アノニマスの「KKK支持者リスト」公表をめぐる大義と異論
世界的なネットワークを持ち、これまでにも政府機関やテロ組織、麻薬組織などに対するサイバー攻撃を繰り返してきたハクティビスト(ハッカーとアクティビストを足して作られた造語)集団の「アノニマス」は5日、アメリカの白人至上主義団体「クー・クラックス・クラン」(KKK)の支持者とされる約1000人の実名や個人情報をネット上で公表しました。現在も数千人規模で存在するとされるKKK支持者の個人情報を公にしたアノニマスの行動に対しては、称賛と批判の両方が存在します。 【写真】米警官による黒人暴行 「息ができない」アメリカの人種と犯罪の現在
リサーチで作り上げた支持者リスト
アノニマスは支持者リストの公表を「オペレーションKKK」と名付け、昨年夏に米ミズーリ州ファーガソンで黒人青年が白人警察官によって射殺されたことがきっかけで発生した抗議デモで、KKKがデモの参加者や支持者に危害を加えるとネット上で声明を出したことに対して応戦すると表明していました。 アノニマスの過去の活動を振り返ると、ハクティビストと呼ばれるように、特定の政府機関や団体にサイバー攻撃を仕掛け、サーバーをダウンさせてウェブサイトを閲覧できないようにしたり、ウェブサイトのコンテンツを書き換えたりする抗議行動が主でした。しかし、2011年頃からハッキングした個人情報をネット上で公表する手法も多用されるようになります。アノニマスはKKKの支持者リスト作成にあたって、ハッキングによる個人情報の盗み出しはなかったと主張。
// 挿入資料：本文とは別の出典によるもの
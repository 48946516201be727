//! Life Alive, a wellness companion app.
//!
//! The core lives in [`ai`] (the model gateway) and [`state`] (per-screen
//! state holders); [`ui`] and [`views`] render that state with Dioxus.

pub mod ai;
pub mod state;
pub mod theme;
pub mod types;
pub mod ui;
pub mod views;
use crate::ai;
use crate::state::MoodJournal;
use crate::types::MoodEntry;
use dioxus::prelude::*;

#[component]
pub fn MoodView() -> Element {
    let journal = use_signal(MoodJournal::new);
    let mut note = use_signal(String::new);
    let mut mood = use_signal(|| 7u8);
    let analyzing = use_signal(|| false);

    let mut save_entry = {
        let mut journal = journal;
        let mut analyzing_signal = analyzing;
        move || {
            if analyzing_signal() {
                return;
            }
            let text = note();
            let ticket = journal.with_mut(|j| j.begin_entry(&text));
            let Some(ticket) = ticket else { return };
            analyzing_signal.set(true);
            let level = mood();
            spawn(async move {
                // analyze_mood never fails, so the entry is recorded either
                // way; a fallback sentiment lands in the insight panel.
                let analysis = ai::gateway().analyze_mood(&text).await;
                journal.with_mut(|j| {
                    j.record(ticket, &text, level, analysis);
                });
                analyzing_signal.set(false);
            });
        }
    };

    let snapshot = journal();

    rsx! {
        div { class: "main-container",
            div { class: "mood-grid",
                div { class: "mood-column",
                    div { class: "page-heading",
                        h1 { "Check-In" }
                        p { class: "text-muted", "Take a moment to reflect on your being." }
                    }
                    div { class: "card checkin-card",
                        div { class: "field",
                            label { "How are you feeling? ({mood}/10)" }
                            input {
                                r#type: "range",
                                min: "1",
                                max: "10",
                                value: "{mood}",
                                oninput: move |ev| {
                                    if let Ok(level) = ev.value().parse() {
                                        mood.set(level);
                                    }
                                },
                            }
                            div { class: "range-scale",
                                span { "Low" }
                                span { "Balanced" }
                                span { "Vibrant" }
                            }
                        }
                        div { class: "field",
                            label { "Journal Entry" }
                            textarea {
                                rows: "5",
                                placeholder: "What's on your mind? How does your body feel?",
                                value: "{note}",
                                oninput: move |ev| note.set(ev.value()),
                            }
                        }
                        button {
                            class: "btn btn-dark",
                            r#type: "button",
                            disabled: analyzing() || note().trim().is_empty(),
                            onclick: move |_| save_entry(),
                            if analyzing() { "Reflecting..." } else { "Save Entry" }
                        }
                    }
                    if let Some(analysis) = snapshot.latest_analysis() {
                        div { class: "card insight-card",
                            h3 { "Insight" }
                            p { class: "insight-sentiment", "{analysis.sentiment}" }
                            div { class: "suggestion-list",
                                for suggestion in analysis.suggestions.iter() {
                                    div { class: "suggestion", "{suggestion}" }
                                }
                            }
                        }
                    }
                }
                div { class: "mood-column",
                    div { class: "history-header",
                        h2 { "Recent Reflections" }
                    }
                    div { class: "history-list",
                        for entry in snapshot.entries().iter() {
                            MoodEntryCard { entry: entry.clone() }
                        }
                    }
                }
            }
        }
    }
}

#[component]
fn MoodEntryCard(entry: MoodEntry) -> Element {
    rsx! {
        div { class: "card entry-card",
            div { class: "entry-top",
                span { class: "entry-date", "{entry.date}" }
                div { class: "mood-ticks",
                    for idx in 0..10u8 {
                        div {
                            class: format_args!(
                                "tick {}",
                                if idx < entry.mood { "tick-filled" } else { "" }
                            ),
                        }
                    }
                }
            }
            p { class: "entry-notes", "{entry.notes}" }
        }
    }
}
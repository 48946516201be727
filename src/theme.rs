use crate::types::ThemeMode;

pub struct ThemeDefinition {
    pub css: &'static str,
}

pub fn theme_definition(mode: ThemeMode) -> ThemeDefinition {
    match mode {
        ThemeMode::Light => ThemeDefinition { css: LIGHT_THEME },
        ThemeMode::Dark => ThemeDefinition { css: DARK_THEME },
    }
}

const LIGHT_THEME: &str = r#"
:root {
    --color-bg-primary: #faf7f1;
    --color-bg-surface: #ffffff;
    --color-bg-soft: #f3eee4;
    --color-border: #e4dccb;
    --color-border-soft: #efe9dc;
    --color-text-primary: #3c3227;
    --color-text-heading: #2e261c;
    --color-text-muted: #967657;
    --color-accent: #568156;
    --color-accent-strong: #446844;
    --color-accent-soft: #eef4ee;
    --color-accent-border: #d5e3d5;
    --color-ink: #3c3227;
    --color-ink-strong: #2a231a;
    --color-chat-user-bg: #568156;
    --color-chat-user-text: #ffffff;
    --color-chat-model-bg: #ffffff;
    --color-chat-model-text: #3c3227;
    --color-chip-bg: #ffffff;
    --color-bar: #dbccb8;
    --color-bar-peak: #568156;
    --color-timestamp: #a79a86;
    --color-shimmer: #568156;
}
body { background: var(--color-bg-primary); color: var(--color-text-primary); }
"#;

const DARK_THEME: &str = r#"
:root {
    --color-bg-primary: #1d1a15;
    --color-bg-surface: #262219;
    --color-bg-soft: #2e2920;
    --color-border: #3b352a;
    --color-border-soft: #332d23;
    --color-text-primary: #e8e2d5;
    --color-text-heading: #f3efe6;
    --color-text-muted: #b3a48d;
    --color-accent: #7aa87a;
    --color-accent-strong: #8fbc8f;
    --color-accent-soft: #2a312a;
    --color-accent-border: #3d4a3d;
    --color-ink: #e8e2d5;
    --color-ink-strong: #f3efe6;
    --color-chat-user-bg: #568156;
    --color-chat-user-text: #ffffff;
    --color-chat-model-bg: #262219;
    --color-chat-model-text: #e8e2d5;
    --color-chip-bg: #2e2920;
    --color-bar: #4a4336;
    --color-bar-peak: #7aa87a;
    --color-timestamp: #8a7f6c;
    --color-shimmer: #7aa87a;
}
body { background: var(--color-bg-primary); color: var(--color-text-primary); }
"#;
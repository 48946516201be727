use super::{ModelProvider, ProviderError};
use crate::types::ContextTurn;
use anyhow::Result;
use async_trait::async_trait;
use serde::{Deserialize, Serialize};
use std::env;

const API_BASE: &str = "https://generativelanguage.googleapis.com/v1beta/models";
const DEFAULT_MODEL: &str = "gemini-2.5-flash";

/// Client for the Gemini `generateContent` endpoint.
pub struct GeminiProvider {
    client: reqwest::Client,
    api_key: String,
    model: String,
}

// Request wire types. Field names follow the REST API's camelCase.

#[derive(Serialize)]
#[serde(rename_all = "camelCase")]
struct GenerateRequest {
    contents: Vec<Content>,
    #[serde(skip_serializing_if = "Option::is_none")]
    system_instruction: Option<Content>,
    #[serde(skip_serializing_if = "Option::is_none")]
    generation_config: Option<GenerationConfig>,
}

#[derive(Serialize)]
struct Content {
    #[serde(skip_serializing_if = "Option::is_none")]
    role: Option<&'static str>,
    parts: Vec<Part>,
}

#[derive(Serialize)]
struct Part {
    text: String,
}

#[derive(Serialize)]
#[serde(rename_all = "camelCase")]
struct GenerationConfig {
    response_mime_type: &'static str,
    response_schema: serde_json::Value,
}

// Response wire types. Everything is optional: a blocked or empty answer
// still arrives as a 200 with no candidates.

#[derive(Deserialize)]
struct GenerateResponse {
    #[serde(default)]
    candidates: Vec<Candidate>,
}

#[derive(Deserialize)]
struct Candidate {
    content: Option<CandidateContent>,
}

#[derive(Deserialize)]
struct CandidateContent {
    #[serde(default)]
    parts: Vec<CandidatePart>,
}

#[derive(Deserialize)]
struct CandidatePart {
    #[serde(default)]
    text: String,
}

impl GeminiProvider {
    /// Reads `GEMINI_API_KEY` (and the optional `GEMINI_MODEL` override)
    /// from the environment. A missing key is a configuration fault the
    /// caller should treat as fatal at startup.
    pub fn from_env() -> Result<Self> {
        let api_key = env::var("GEMINI_API_KEY").map_err(|_| {
            anyhow::anyhow!("GEMINI_API_KEY is not set. Add it to .env or the process environment.")
        })?;
        let model = env::var("GEMINI_MODEL").unwrap_or_else(|_| DEFAULT_MODEL.to_string());

        Ok(Self {
            client: reqwest::Client::new(),
            api_key,
            model,
        })
    }

    async fn generate(&self, request: &GenerateRequest) -> Result<String, ProviderError> {
        let url = format!("{API_BASE}/{}:generateContent?key={}", self.model, self.api_key);

        let response = self.client.post(&url).json(request).send().await?;
        let status = response.status();
        let body = response.text().await?;

        if !status.is_success() {
            return Err(ProviderError::Api {
                status: status.as_u16(),
                body,
            });
        }

        let parsed: GenerateResponse = serde_json::from_str(&body)?;
        Ok(extract_text(parsed))
    }
}

#[async_trait]
impl ModelProvider for GeminiProvider {
    async fn generate_structured(
        &self,
        prompt: &str,
        schema: &serde_json::Value,
    ) -> Result<String, ProviderError> {
        self.generate(&structured_request(prompt, schema)).await
    }

    async fn chat(
        &self,
        system_instruction: &str,
        history: &[ContextTurn],
        message: &str,
    ) -> Result<String, ProviderError> {
        self.generate(&chat_request(system_instruction, history, message))
            .await
    }
}

fn structured_request(prompt: &str, schema: &serde_json::Value) -> GenerateRequest {
    GenerateRequest {
        contents: vec![Content {
            role: Some("user"),
            parts: vec![Part {
                text: prompt.to_string(),
            }],
        }],
        system_instruction: None,
        generation_config: Some(GenerationConfig {
            response_mime_type: "application/json",
            response_schema: schema.clone(),
        }),
    }
}

fn chat_request(system_instruction: &str, history: &[ContextTurn], message: &str) -> GenerateRequest {
    let mut contents: Vec<Content> = history
        .iter()
        .map(|turn| Content {
            role: Some(turn.role.as_wire()),
            parts: vec![Part {
                text: turn.text.clone(),
            }],
        })
        .collect();
    contents.push(Content {
        role: Some("user"),
        parts: vec![Part {
            text: message.to_string(),
        }],
    });

    GenerateRequest {
        contents,
        system_instruction: Some(Content {
            role: None,
            parts: vec![Part {
                text: system_instruction.to_string(),
            }],
        }),
        generation_config: None,
    }
}

fn extract_text(response: GenerateResponse) -> String {
    let mut text = String::new();
    for candidate in response.candidates.into_iter().take(1) {
        if let Some(content) = candidate.content {
            for part in content.parts {
                text.push_str(&part.text);
            }
        }
    }
    text
}
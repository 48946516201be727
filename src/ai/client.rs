use crate::ai::providers::{GeminiProvider, ModelProvider, ProviderError};
use crate::types::{ContextTurn, Dietary, MoodAnalysis, Recipe};
use anyhow::Result;
use serde_json::json;

/// Persona for the Coach screen, established once per advice call.
const COACH_SYSTEM_INSTRUCTION: &str = "You are a warm, empathetic, and holistic wellness coach \
for the 'Life Alive' app. Focus on organic nutrition, mindfulness, and gentle lifestyle changes. \
Be concise but encouraging.";

const MOOD_FALLBACK_EMPTY: &str = "Unable to analyze";
const MOOD_FALLBACK_ERROR: &str = "Error analyzing";

/// The model client gateway. Translates one domain intent into one external
/// call and back into typed data; every operation issues a single request
/// with no retry.
pub struct WellnessAI {
    provider: Box<dyn ModelProvider>,
}

impl WellnessAI {
    /// Builds the gateway against the Gemini service configured in the
    /// environment.
    pub fn from_env() -> Result<Self> {
        Ok(Self {
            provider: Box::new(GeminiProvider::from_env()?),
        })
    }

    /// Builds the gateway over any provider. The seam tests use to
    /// substitute a scripted model.
    pub fn with_provider(provider: Box<dyn ModelProvider>) -> Self {
        Self { provider }
    }

    /// Generates one recipe from free-text ingredients and a dietary
    /// preference. Any failure (transport, API, empty reply, malformed
    /// JSON) degrades to `None`; the screen shows its empty state.
    pub async fn generate_recipe(&self, ingredients: &str, dietary: Dietary) -> Option<Recipe> {
        let prompt = recipe_prompt(ingredients, dietary);
        match self
            .provider
            .generate_structured(&prompt, &recipe_schema())
            .await
        {
            Ok(text) => parse_recipe_json(&text),
            Err(err) => {
                tracing::warn!("recipe generation failed: {err}");
                None
            }
        }
    }

    /// Asks the coach for a reply given the prior conversation. Failures
    /// propagate to the caller; an empty reply is returned as-is and the
    /// conversation layer substitutes its placeholder.
    pub async fn wellness_advice(
        &self,
        history: &[ContextTurn],
        message: &str,
    ) -> Result<String, ProviderError> {
        self.provider
            .chat(COACH_SYSTEM_INSTRUCTION, history, message)
            .await
    }

    /// Analyzes a journal note. Never fails: the journal entry must be
    /// recordable whatever the model service did, so every failure becomes
    /// a fixed fallback value.
    pub async fn analyze_mood(&self, note: &str) -> MoodAnalysis {
        let prompt = mood_prompt(note);
        match self
            .provider
            .generate_structured(&prompt, &mood_schema())
            .await
        {
            Ok(text) if text.trim().is_empty() => mood_fallback(MOOD_FALLBACK_EMPTY),
            Ok(text) => match serde_json::from_str(&text) {
                Ok(analysis) => analysis,
                Err(err) => {
                    tracing::warn!("mood analysis returned malformed JSON: {err}");
                    mood_fallback(MOOD_FALLBACK_ERROR)
                }
            },
            Err(err) => {
                tracing::warn!("mood analysis failed: {err}");
                mood_fallback(MOOD_FALLBACK_ERROR)
            }
        }
    }
}

fn recipe_prompt(ingredients: &str, dietary: Dietary) -> String {
    format!(
        "Create a healthy, organic, \"Life Alive\" cafe style bowl or dish using these \
ingredients: {ingredients}. Dietary preferences: {dietary}. Make it vibrant and nourishing."
    )
}

fn mood_prompt(note: &str) -> String {
    format!(
        "Analyze this journal entry and provide a brief sentiment summary (1 sentence) and \
3 quick holistic wellness suggestions (e.g. herbal tea, a stretch, a breathing exercise). \
Entry: \"{note}\""
    )
}

fn recipe_schema() -> serde_json::Value {
    json!({
        "type": "OBJECT",
        "properties": {
            "name": { "type": "STRING" },
            "description": { "type": "STRING" },
            "ingredients": {
                "type": "ARRAY",
                "items": { "type": "STRING" }
            },
            "instructions": {
                "type": "ARRAY",
                "items": { "type": "STRING" }
            },
            "benefits": { "type": "STRING" },
            "prepTime": { "type": "STRING" },
            "calories": { "type": "NUMBER" }
        }
    })
}

fn mood_schema() -> serde_json::Value {
    json!({
        "type": "OBJECT",
        "properties": {
            "sentiment": { "type": "STRING" },
            "suggestions": {
                "type": "ARRAY",
                "items": { "type": "STRING" }
            }
        }
    })
}

fn parse_recipe_json(text: &str) -> Option<Recipe> {
    if text.trim().is_empty() {
        return None;
    }
    match serde_json::from_str(text) {
        Ok(recipe) => Some(recipe),
        Err(err) => {
            tracing::warn!("recipe response was not valid JSON: {err}");
            None
        }
    }
}

fn mood_fallback(sentiment: &str) -> MoodAnalysis {
    MoodAnalysis {
        sentiment: sentiment.to_string(),
        suggestions: Vec::new(),
    }
}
SNS上の書き込みに関するリサーチや専門家への取材などを1年近くかけて行い、約1000人を「特定」したとしています。 人種差別に対する抗議や啓蒙を行い、ヘイトグループに関するリサーチを続けるアメリカの非営利団体「南部貧困法律センター」の調べでは、KKK支持者の数は1920年代にピークに達し、アメリカ全土に約400万人のメンバーが存在しました。KKKといえば黒人に対する暴力のみがクローズアップされますが、戦前にヨーロッパからカトリック教徒やユダヤ人が大挙してやってきた時期に、組織としては最高潮にありました。その後、公民権運動が盛んになったことや、組織内での権力闘争が原因で離脱者が相次いだこともあり、KKKの影響力は大幅に低下。現在の支持者は数千人程度とみられています。